[[ DATASET EXCERPTS, beginning ]]
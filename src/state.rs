use crate::services::deployments::DeploymentManager;
use axum::extract::FromRef;
use std::sync::Arc;

#[derive(Clone)]
pub struct AppState {
    pub deployments: Arc<DeploymentManager>,
}

impl FromRef<AppState> for Arc<DeploymentManager> {
    fn from_ref(state: &AppState) -> Arc<DeploymentManager> {
        state.deployments.clone()
    }
}
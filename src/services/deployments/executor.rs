use std::fmt;
use std::future::Future;
use std::pin::Pin;
use std::sync::Arc;
use std::time::Duration;
use tokio_util::sync::CancellationToken;

use super::client::SharedClient;
use super::error::{ClientError, StepCause, StepError};
use super::types::SharedConfig;

pub type StepFuture = Pin<Box<dyn Future<Output = anyhow::Result<()>> + Send>>;

/// Everything one step invocation may touch.
#[derive(Clone)]
pub struct StepContext {
    pub client: SharedClient,
    pub config: Arc<SharedConfig>,
    pub cancel: CancellationToken,
}

pub trait StepAction: Send + Sync {
    fn run(&self, ctx: StepContext) -> StepFuture;
}

impl<F, Fut> StepAction for F
where
    F: Fn(StepContext) -> Fut + Send + Sync,
    Fut: Future<Output = anyhow::Result<()>> + Send + 'static,
{
    fn run(&self, ctx: StepContext) -> StepFuture {
        Box::pin(self(ctx))
    }
}

/// One named unit of work with its cumulative progress target.
#[derive(Clone)]
pub struct StepDefinition {
    pub name: String,
    pub target: u8,
    pub timeout: Option<Duration>,
    action: Arc<dyn StepAction>,
}

impl StepDefinition {
    pub fn new(name: impl Into<String>, target: u8, action: impl StepAction + 'static) -> Self {
        Self {
            name: name.into(),
            target,
            timeout: None,
            action: Arc::new(action),
        }
    }

    pub fn with_timeout(mut self, timeout: Duration) -> Self {
        self.timeout = Some(timeout);
        self
    }
}

impl fmt::Debug for StepDefinition {
    fn fmt(&self, f: &mut fmt::Formatter<'_>) -> fmt::Result {
        f.debug_struct("StepDefinition")
            .field("name", &self.name)
            .field("target", &self.target)
            .field("timeout", &self.timeout)
            .finish_non_exhaustive()
    }
}

fn observed_cancellation(err: &anyhow::Error) -> bool {
    err.chain().any(|cause| {
        matches!(
            cause.downcast_ref::<ClientError>(),
            Some(ClientError::Cancelled { .. })
        )
    })
}

/// Runs single steps under a deadline.
///
/// Cancellation is cooperative: the token is checked before the step starts
/// and handed to the step, which may stop early at its own safe points.
#[derive(Debug, Clone, Copy)]
pub struct StepExecutor {
    default_timeout: Duration,
}

impl StepExecutor {
    pub fn new(default_timeout: Duration) -> Self {
        Self { default_timeout }
    }

    pub fn default_timeout(&self) -> Duration {
        self.default_timeout
    }

    pub async fn execute(&self, step: &StepDefinition, ctx: StepContext) -> Result<(), StepError> {
        if ctx.cancel.is_cancelled() {
            return Err(StepError {
                step: step.name.clone(),
                cause: StepCause::Cancelled,
            });
        }
        let limit = step.timeout.unwrap_or(self.default_timeout);
        let cancel = ctx.cancel.clone();
        let host = ctx.client.host().clone();

        let cause = match tokio::time::timeout(limit, step.action.run(ctx)).await {
            Ok(Ok(())) => return Ok(()),
            Ok(Err(err)) if cancel.is_cancelled() && observed_cancellation(&err) => {
                StepCause::Cancelled
            }
            Ok(Err(err)) => StepCause::Failed(format!("{err:#}")),
            Err(_) => StepCause::Timeout(limit),
        };
        let err = StepError {
            step: step.name.clone(),
            cause,
        };
        tracing::warn!(host = %host, step = %step.name, error = %err, "step failed");
        Err(err)
    }
}

#[cfg(test)]
mod tests {
    use super::*;
    use crate::test_support::{shared_config, MockClient};
    use std::sync::atomic::{AtomicBool, Ordering};

    fn context(cancel: CancellationToken) -> StepContext {
        StepContext {
            client: MockClient::ssh("10.0.0.1"),
            config: Arc::new(shared_config()),
            cancel,
        }
    }

    #[tokio::test]
    async fn successful_step_resolves_ok() {
        let ran = Arc::new(AtomicBool::new(false));
        let flag = ran.clone();
        let step = StepDefinition::new("copy", 50, move |ctx: StepContext| {
            let flag = flag.clone();
            async move {
                ctx.client.shell()?.run_command("true", None).await?;
                flag.store(true, Ordering::SeqCst);
                anyhow::Ok(())
            }
        });
        let executor = StepExecutor::new(Duration::from_secs(5));
        assert!(executor
            .execute(&step, context(CancellationToken::new()))
            .await
            .is_ok());
        assert!(ran.load(Ordering::SeqCst));
    }

    #[tokio::test]
    async fn failure_carries_step_name_and_cause() {
        let step = StepDefinition::new("step1", 98, |_ctx: StepContext| async {
            Err::<(), _>(anyhow::anyhow!("disk full"))
        });
        let executor = StepExecutor::new(Duration::from_secs(5));
        let err = executor
            .execute(&step, context(CancellationToken::new()))
            .await
            .unwrap_err();
        assert_eq!(err.step, "step1");
        assert_eq!(err.cause, StepCause::Failed("disk full".to_string()));
    }

    #[tokio::test]
    async fn step_deadline_becomes_timeout() {
        let step = StepDefinition::new("reboot", 80, |_ctx: StepContext| async {
            tokio::time::sleep(Duration::from_secs(60)).await;
            anyhow::Ok(())
        })
        .with_timeout(Duration::from_millis(10));
        let executor = StepExecutor::new(Duration::from_secs(3600));
        let err = executor
            .execute(&step, context(CancellationToken::new()))
            .await
            .unwrap_err();
        assert!(err.is_timeout());
        assert_eq!(err.step, "reboot");
    }

    #[tokio::test]
    async fn default_deadline_applies_without_step_timeout() {
        let step = StepDefinition::new("wait", 80, |_ctx: StepContext| async {
            tokio::time::sleep(Duration::from_secs(60)).await;
            anyhow::Ok(())
        });
        let executor = StepExecutor::new(Duration::from_millis(10));
        let err = executor
            .execute(&step, context(CancellationToken::new()))
            .await
            .unwrap_err();
        assert_eq!(err.cause, StepCause::Timeout(Duration::from_millis(10)));
    }

    #[tokio::test]
    async fn cancelled_token_skips_the_step() {
        let ran = Arc::new(AtomicBool::new(false));
        let flag = ran.clone();
        let step = StepDefinition::new("copy", 50, move |_ctx: StepContext| {
            let flag = flag.clone();
            async move {
                flag.store(true, Ordering::SeqCst);
                anyhow::Ok(())
            }
        });
        let cancel = CancellationToken::new();
        cancel.cancel();
        let err = StepExecutor::new(Duration::from_secs(5))
            .execute(&step, context(cancel))
            .await
            .unwrap_err();
        assert_eq!(err.cause, StepCause::Cancelled);
        assert!(!ran.load(Ordering::SeqCst));
    }

    #[tokio::test]
    async fn step_observing_cancellation_reports_cancelled() {
        let cancel = CancellationToken::new();
        let trigger = cancel.clone();
        let step = StepDefinition::new("wait-agent", 60, move |ctx: StepContext| {
            let trigger = trigger.clone();
            async move {
                trigger.cancel();
                Err::<(), anyhow::Error>(
                    ClientError::Cancelled {
                        host: ctx.client.host().clone(),
                    }
                    .into(),
                )
            }
        });
        let err = StepExecutor::new(Duration::from_secs(5))
            .execute(&step, context(cancel))
            .await
            .unwrap_err();
        assert_eq!(err.cause, StepCause::Cancelled);
    }
}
[[ DATASET EXCERPTS, end ]]
Retype all of the material above with every character intact.

filename src/state.rs
use crate::services::deployments::DeploymentManager;
use axum::extract::FromRef;
use std::sync::Arc;

#[derive(Clone)]
pub struct AppState {
    pub deployments: Arc<DeploymentManager>,
}

impl FromRef<AppState> for Arc<DeploymentManager> {
    fn from_ref(state: &AppState) -> Arc<DeploymentManager> {
        state.deployments.clone()
    }
}
filename src/services/deployments/executor.rs
use std::fmt;
use std::future::Future;
use std::pin::Pin;
use std::sync::Arc;
use std::time::Duration;
use tokio_util::sync::CancellationToken;

use super::client::SharedClient;
use super::error::{ClientError, StepCause, StepError};
use super::types::SharedConfig;

pub type StepFuture = Pin<Box<dyn Future<Output = anyhow::Result<()>> + Send>>;

/// Everything one step invocation may touch.
#[derive(Clone)]
pub struct StepContext {
    pub client: SharedClient,
    pub config: Arc<SharedConfig>,
    pub cancel: CancellationToken,
}

pub trait StepAction: Send + Sync {
    fn run(&self, ctx: StepContext) -> StepFuture;
}

impl<F, Fut> StepAction for F
where
    F: Fn(StepContext) -> Fut + Send + Sync,
    Fut: Future<Output = anyhow::Result<()>> + Send + 'static,
{
    fn run(&self, ctx: StepContext) -> StepFuture {
        Box::pin(self(ctx))
    }
}

/// One named unit of work with its cumulative progress target.
#[derive(Clone)]
pub struct StepDefinition {
    pub name: String,
    pub target: u8,
    pub timeout: Option<Duration>,
    action: Arc<dyn StepAction>,
}

impl StepDefinition {
    pub fn new(name: impl Into<String>, target: u8, action: impl StepAction + 'static) -> Self {
        Self {
            name: name.into(),
            target,
            timeout: None,
            action: Arc::new(action),
        }
    }

    pub fn with_timeout(mut self, timeout: Duration) -> Self {
        self.timeout = Some(timeout);
        self
    }
}

impl fmt::Debug for StepDefinition {
    fn fmt(&self, f: &mut fmt::Formatter<'_>) -> fmt::Result {
        f.debug_struct("StepDefinition")
            .field("name", &self.name)
            .field("target", &self.target)
            .field("timeout", &self.timeout)
            .finish_non_exhaustive()
    }
}

fn observed_cancellation(err: &anyhow::Error) -> bool {
    err.chain().any(|cause| {
        matches!(
            cause.downcast_ref::<ClientError>(),
            Some(ClientError::Cancelled { .. })
        )
    })
}

/// Runs single steps under a deadline.
///
/// Cancellation is cooperative: the token is checked before the step starts
/// and handed to the step, which may stop early at its own safe points.
#[derive(Debug, Clone, Copy)]
pub struct StepExecutor {
    default_timeout: Duration,
}

impl StepExecutor {
    pub fn new(default_timeout: Duration) -> Self {
        Self { default_timeout }
    }

    pub fn default_timeout(&self) -> Duration {
        self.default_timeout
    }

    pub async fn execute(&self, step: &StepDefinition, ctx: StepContext) -> Result<(), StepError> {
        if ctx.cancel.is_cancelled() {
            return Err(StepError {
                step: step.name.clone(),
                cause: StepCause::Cancelled,
            });
        }
        let limit = step.timeout.unwrap_or(self.default_timeout);
        let cancel = ctx.cancel.clone();
        let host = ctx.client.host().clone();

        let cause = match tokio::time::timeout(limit, step.action.run(ctx)).await {
            Ok(Ok(())) => return Ok(()),
            Ok(Err(err)) if cancel.is_cancelled() && observed_cancellation(&err) => {
                StepCause::Cancelled
            }
            Ok(Err(err)) => StepCause::Failed(format!("{err:#}")),
            Err(_) => StepCause::Timeout(limit),
        };
        let err = StepError {
            step: step.name.clone(),
            cause,
        };
        tracing::warn!(host = %host, step = %step.name, error = %err, "step failed");
        Err(err)
    }
}

#[cfg(test)]
mod tests {
    use super::*;
    use crate::test_support::{shared_config, MockClient};
    use std::sync::atomic::{AtomicBool, Ordering};

    fn context(cancel: CancellationToken) -> StepContext {
        StepContext {
            client: MockClient::ssh("10.0.0.1"),
            config: Arc::new(shared_config()),
            cancel,
        }
    }

    #[tokio::test]
    async fn successful_step_resolves_ok() {
        let ran = Arc::new(AtomicBool::new(false));
        let flag = ran.clone();
        let step = StepDefinition::new("copy", 50, move |ctx: StepContext| {
            let flag = flag.clone();
            async move {
                ctx.client.shell()?.run_command("true", None).await?;
                flag.store(true, Ordering::SeqCst);
                anyhow::Ok(())
            }
        });
        let executor = StepExecutor::new(Duration::from_secs(5));
        assert!(executor
            .execute(&step, context(CancellationToken::new()))
            .await
            .is_ok());
        assert!(ran.load(Ordering::SeqCst));
    }

    #[tokio::test]
    async fn failure_carries_step_name_and_cause() {
        let step = StepDefinition::new("step1", 98, |_ctx: StepContext| async {
            Err::<(), _>(anyhow::anyhow!("disk full"))
        });
        let executor = StepExecutor::new(Duration::from_secs(5));
        let err = executor
            .execute(&step, context(CancellationToken::new()))
            .await
            .unwrap_err();
        assert_eq!(err.step, "step1");
        assert_eq!(err.cause, StepCause::Failed("disk full".to_string()));
    }

    #[tokio::test]
    async fn step_deadline_becomes_timeout() {
        let step = StepDefinition::new("reboot", 80, |_ctx: StepContext| async {
            tokio::time::sleep(Duration::from_secs(60)).await;
            anyhow::Ok(())
        })
        .with_timeout(Duration::from_millis(10));
        let executor = StepExecutor::new(Duration::from_secs(3600));
        let err = executor
            .execute(&step, context(CancellationToken::new()))
            .await
            .unwrap_err();
        assert!(err.is_timeout());
        assert_eq!(err.step, "reboot");
    }

    #[tokio::test]
    async fn default_deadline_applies_without_step_timeout() {
        let step = StepDefinition::new("wait", 80, |_ctx: StepContext| async {
            tokio::time::sleep(Duration::from_secs(60)).await;
            anyhow::Ok(())
        });
        let executor = StepExecutor::new(Duration::from_millis(10));
        let err = executor
            .execute(&step, context(CancellationToken::new()))
            .await
            .unwrap_err();
        assert_eq!(err.cause, StepCause::Timeout(Duration::from_millis(10)));
    }

    #[tokio::test]
    async fn cancelled_token_skips_the_step() {
        let ran = Arc::new(AtomicBool::new(false));
        let flag = ran.clone();
        let step = StepDefinition::new("copy", 50, move |_ctx: StepContext| {
            let flag = flag.clone();
            async move {
                flag.store(true, Ordering::SeqCst);
                anyhow::Ok(())
            }
        });
        let cancel = CancellationToken::new();
        cancel.cancel();
        let err = StepExecutor::new(Duration::from_secs(5))
            .execute(&step, context(cancel))
            .await
            .unwrap_err();
        assert_eq!(err.cause, StepCause::Cancelled);
        assert!(!ran.load(Ordering::SeqCst));
    }

    #[tokio::test]
    async fn step_observing_cancellation_reports_cancelled() {
        let cancel = CancellationToken::new();
        let trigger = cancel.clone();
        let step = StepDefinition::new("wait-agent", 60, move |ctx: StepContext| {
            let trigger = trigger.clone();
            async move {
                trigger.cancel();
                Err::<(), anyhow::Error>(
                    ClientError::Cancelled {
                        host: ctx.client.host().clone(),
                    }
                    .into(),
                )
            }
        });
        let err = StepExecutor::new(Duration::from_secs(5))
            .execute(&step, context(cancel))
            .await
            .unwrap_err();
        assert_eq!(err.cause, StepCause::Cancelled);
    }
}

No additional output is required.